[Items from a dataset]

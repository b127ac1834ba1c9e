//! Ablax - LaTeX-aware abbreviation extractor
//!
//! Finds `Definition Phrase (ABBR)` patterns in free text, LaTeX markup
//! included, checks that the abbreviation is plausibly derived from the
//! preceding phrase by letter and command matching, and reconstructs the
//! phrase with its original spacing and hyphenation.
//!
//! The pipeline: [`normalize`] standardizes math delimiters, comments, and
//! spacing; the scanner finds `phrase (ABBR)` candidates on a single line;
//! both sides are reduced to comparable units (letters, recognized command
//! names, digit runs); a greedy backward matcher aligns the abbreviation
//! against the phrase tail; candidates above the match-ratio threshold are
//! rebuilt into [`AbbreviationMatch`] records.
//!
//! ```
//! use ablax::extract;
//!
//! let matches = extract("accelerated failure time (AFT) models.");
//! assert_eq!(matches.len(), 1);
//! assert_eq!(matches[0].abbreviation, "AFT");
//! assert_eq!(matches[0].full_name, "accelerated failure time");
//! ```
//!
//! Extraction is pure and synchronous: no IO, no shared state, and no
//! errors raised for malformed input text. Bad candidates simply produce
//! no match; [`extract_with_report`] exposes the rejected candidates and
//! any warnings alongside the accepted matches.

pub mod core;
pub mod data;
pub mod format;
pub mod utils;

#[cfg(feature = "wasm")]
pub mod wasm;

pub use crate::core::extract::{
    collect, extract, extract_with_options, extract_with_report, sort_key, AbbreviationMatch,
    CandidateReport, ExtractOptions, ExtractionReport, ReconstructionPolicy,
};
pub use crate::core::normalize::normalize;
pub use crate::format::{format_matches, OutputFormat};
pub use crate::utils::error::{ExtractError, ExtractResult, ExtractWarning, WarningKind};
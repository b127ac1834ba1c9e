//! Static symbol tables used by the normalizer and the matching core.

use phf::phf_set;

/// Uppercase Greek command names. The normalizer pads these with a trailing
/// space when another token is glued directly onto them (`\Gamma R` vs
/// `\GammaR`).
pub const UPPER_GREEK_CMDS: &[&str] = &[
    "Gamma", "Delta", "Theta", "Lambda", "Xi", "Pi", "Sigma", "Upsilon", "Phi", "Psi", "Omega",
];

/// Command names treated as single semantic units during matching.
///
/// A command in this set contributes its whole name as a comparable unit
/// (`\alpha` -> `alpha`), so `$\alpha$` in an abbreviation can line up with
/// `$\alpha$-synclein` in the definition phrase. Any command *not* in this
/// set is formatting markup and contributes only the first letter of its
/// name (`\textbf` -> `t`).
pub static KNOWN_COMMAND_NAMES: phf::Set<&'static str> = phf_set! {
    // Lowercase Greek
    "alpha", "beta", "gamma", "delta", "epsilon", "zeta", "eta", "theta",
    "iota", "kappa", "lambda", "mu", "nu", "xi", "omicron", "pi", "rho",
    "sigma", "tau", "upsilon", "phi", "chi", "psi", "omega",

    // Uppercase Greek (exact case, as written in LaTeX)
    "Gamma", "Delta", "Theta", "Lambda", "Xi", "Pi", "Sigma", "Upsilon",
    "Phi", "Psi", "Omega",

    // Common functions
    "sin", "cos", "tan", "csc", "sec", "cot",
    "arcsin", "arccos", "arctan",
    "sinh", "cosh", "tanh",
    "log", "ln", "exp",
    "sqrt",
    "frac",

    // Limits, bounds, named operators
    "lim", "max", "min", "sup", "inf",
    "det", "dim", "deg",
    "gcd", "hom", "ker", "Pr",

    // Large operators
    "sum", "prod", "int", "oint",
    "bigcup", "bigcap", "bigvee", "bigwedge",

    // Calculus
    "partial", "nabla", "mathrm",

    // Symbols with semantic meaning
    "infty", "prime",

    // Logic and set theory
    "forall", "exists", "in", "notin", "subset", "supset",

    // Relations
    "leq", "geq", "equiv", "approx", "propto", "sim", "simeq",

    // Binary operators
    "pm", "mp", "times", "div", "cdot", "ast", "star",
};

/// Whether a command name (without the leading backslash) is a recognized
/// semantic unit.
pub fn is_known_command(name: &str) -> bool {
    KNOWN_COMMAND_NAMES.contains(name)
}
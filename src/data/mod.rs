//! Static data tables
//!
//! Command-name sets shared by normalization and matching.

pub mod symbols;

pub use symbols::{is_known_command, KNOWN_COMMAND_NAMES, UPPER_GREEK_CMDS};
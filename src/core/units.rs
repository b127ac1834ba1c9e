//! Comparable units: the reduced alphabet over which matching happens.
//!
//! Both sides of a candidate are lowered into comparable units before the
//! backward matcher runs. An abbreviation yields one unit per segment
//! (`$\alpha$-SP` -> `alpha`, `s`, `p`); a phrase token yields a single
//! unit, or the empty string when it cannot participate in matching
//! (separators, brace tokens, symbol-only tokens).

use lazy_static::lazy_static;
use regex::Regex;

use crate::data::is_known_command;

/// One parsed unit of an abbreviation string: the comparable unit plus the
/// original substring it came from. The original is kept for diagnostics
/// and export, not for matching.
#[derive(Debug, Clone, PartialEq, Eq)]
pub struct AbbrSegment {
    pub unit: String,
    pub original: String,
}

lazy_static! {
    /// Abbreviation segment grammar, in preference order: a command, a
    /// letter-digit run, an uppercase letter with absorbed lowercase tail,
    /// a lowercase run (first letter significant), a digit run.
    static ref ABBR_SEGMENT_RE: Regex =
        Regex::new(r"(\\[a-zA-Z]+)|([A-Z][0-9]+)|([A-Z])(?:[a-z]+)?|([a-z])[a-z]*|([0-9]+)")
            .unwrap();
    /// A leading command, optionally behind an opening `$`.
    static ref LEADING_COMMAND_RE: Regex = Regex::new(r"^\$?\\([a-zA-Z]+)").unwrap();
    /// Leading markup to see past: one command with an optional brace.
    static ref LEADING_MARKUP_RE: Regex = Regex::new(r"^\s*\\[a-zA-Z]+\s*\{?").unwrap();
    /// The core of a word: alphanumeric runs, possibly dot- or hyphen-joined.
    static ref CORE_WORD_RE: Regex = Regex::new(r"[a-zA-Z0-9]+(?:[.-]?[a-zA-Z0-9]+)*").unwrap();
    /// Fallback: any alphanumeric run.
    static ref ALNUM_RUN_RE: Regex = Regex::new(r"[a-zA-Z0-9]+").unwrap();
}

/// Parse an abbreviation string into its comparable segments.
///
/// - a recognized command contributes its lowercased name (`\alpha` ->
///   `alpha`); any other command contributes the first letter of its name
///   (`\textbf` -> `t`);
/// - `N1`-style letter-digit runs stay whole (`n1`), since the digit is
///   what distinguishes them;
/// - an uppercase letter contributes itself lowercased, absorbing a
///   trailing lowercase tail (`CPs` -> `c`, `p`: the plural `s` vanishes
///   into the `P` segment);
/// - a standalone lowercase run contributes its first letter;
/// - a digit run stays whole (`2025`).
pub fn abbr_units(abbr: &str) -> Vec<AbbrSegment> {
    let mut segments = Vec::new();
    for caps in ABBR_SEGMENT_RE.captures_iter(abbr) {
        let whole = caps.get(0).map_or("", |m| m.as_str());
        let segment = if let Some(cmd) = caps.get(1) {
            let name = &cmd.as_str()[1..];
            let unit = if is_known_command(name) {
                name.to_lowercase()
            } else {
                name[..1].to_lowercase()
            };
            AbbrSegment {
                unit,
                original: cmd.as_str().to_string(),
            }
        } else if let Some(cap_num) = caps.get(2) {
            AbbrSegment {
                unit: cap_num.as_str().to_lowercase(),
                original: cap_num.as_str().to_string(),
            }
        } else if let Some(upper) = caps.get(3) {
            AbbrSegment {
                unit: upper.as_str().to_lowercase(),
                original: whole.to_string(),
            }
        } else if let Some(lower) = caps.get(4) {
            AbbrSegment {
                unit: lower.as_str().to_string(),
                original: whole.to_string(),
            }
        } else if let Some(digits) = caps.get(5) {
            AbbrSegment {
                unit: digits.as_str().to_string(),
                original: digits.as_str().to_string(),
            }
        } else {
            continue;
        };
        segments.push(segment);
    }
    segments
}

/// Derive the comparable unit of a single phrase token.
///
/// A token that starts with a recognized command (optionally behind `$`)
/// yields the lowercased command name. Anything else is stripped of one
/// leading command-and-brace wrapper and stray `$`/`{`/`}` junk, then
/// yields its lowercased core word. Tokens with no alphanumeric content
/// yield the empty string and are skipped by the matcher.
pub fn word_unit(token: &str) -> String {
    let word = token.trim();
    if word.is_empty() {
        return String::new();
    }

    if let Some(caps) = LEADING_COMMAND_RE.captures(word) {
        let name = caps.get(1).map_or("", |m| m.as_str());
        if is_known_command(name) {
            return name.to_lowercase();
        }
    }

    let stripped = LEADING_MARKUP_RE.replace(word, "");
    let core = stripped.trim_matches(|c| matches!(c, ' ' | '$' | '{' | '}'));
    if let Some(m) = CORE_WORD_RE.find(core) {
        return m.as_str().to_lowercase();
    }

    // Stripping can eat the whole token (e.g. a bare `\textbf`); fall back
    // to the first alphanumeric run of the original.
    if let Some(m) = ALNUM_RUN_RE.find(token) {
        return m.as_str().to_lowercase();
    }
    String::new()
}

#[cfg(test)]
mod tests {
    use super::*;
    use pretty_assertions::assert_eq;

    fn units(abbr: &str) -> Vec<String> {
        abbr_units(abbr).into_iter().map(|s| s.unit).collect()
    }

    #[test]
    fn test_plain_uppercase_abbreviation() {
        assert_eq!(units("GLM"), vec!["g", "l", "m"]);
        assert_eq!(units("AFT"), vec!["a", "f", "t"]);
    }

    #[test]
    fn test_trailing_lowercase_absorbed() {
        assert_eq!(units("CPs"), vec!["c", "p"]);
        assert_eq!(units("Rsp"), vec!["r"]);
    }

    #[test]
    fn test_known_command_keeps_name() {
        assert_eq!(units(r"\alpha SP"), vec!["alpha", "s", "p"]);
        assert_eq!(units(r"$\sigma$-ZR"), vec!["sigma", "z", "r"]);
    }

    #[test]
    fn test_unknown_command_first_letter() {
        assert_eq!(units(r"\textbf X"), vec!["t", "x"]);
    }

    #[test]
    fn test_letter_digit_runs() {
        assert_eq!(units("BFN1"), vec!["b", "f", "n1"]);
        assert_eq!(units("H2O"), vec!["h2", "o"]);
    }

    #[test]
    fn test_digit_runs_stay_whole() {
        assert_eq!(units("Li et al. 2025"), vec!["l", "e", "a", "2025"]);
    }

    #[test]
    fn test_original_segments_preserved() {
        let segments = abbr_units(r"$\alpha$-SP");
        let originals: Vec<&str> = segments.iter().map(|s| s.original.as_str()).collect();
        assert_eq!(originals, vec![r"\alpha", "S", "P"]);
    }

    #[test]
    fn test_word_unit_plain_word() {
        assert_eq!(word_unit("Generalized"), "generalized");
        assert_eq!(word_unit("protein"), "protein");
    }

    #[test]
    fn test_word_unit_known_command() {
        assert_eq!(word_unit(r"$\alpha$"), "alpha");
        assert_eq!(word_unit(r"\frac{\gamma}{Z}"), "frac");
    }

    #[test]
    fn test_word_unit_sees_past_markup() {
        assert_eq!(word_unit(r"\textbf{Word}"), "word");
        assert_eq!(word_unit(r"\textbf"), "textbf");
    }

    #[test]
    fn test_word_unit_separators_and_symbols_empty() {
        assert_eq!(word_unit(" "), "");
        assert_eq!(word_unit("-"), "");
        assert_eq!(word_unit("{"), "");
    }

    #[test]
    fn test_word_unit_hyphen_joined_core() {
        assert_eq!(word_unit("p-value"), "p-value");
    }
}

### TASK TO CARRY OUT
Lines containing the string "sides" in the entries above should be counted. State that number alone.

### ANSWER TO THIS PROBLEM
2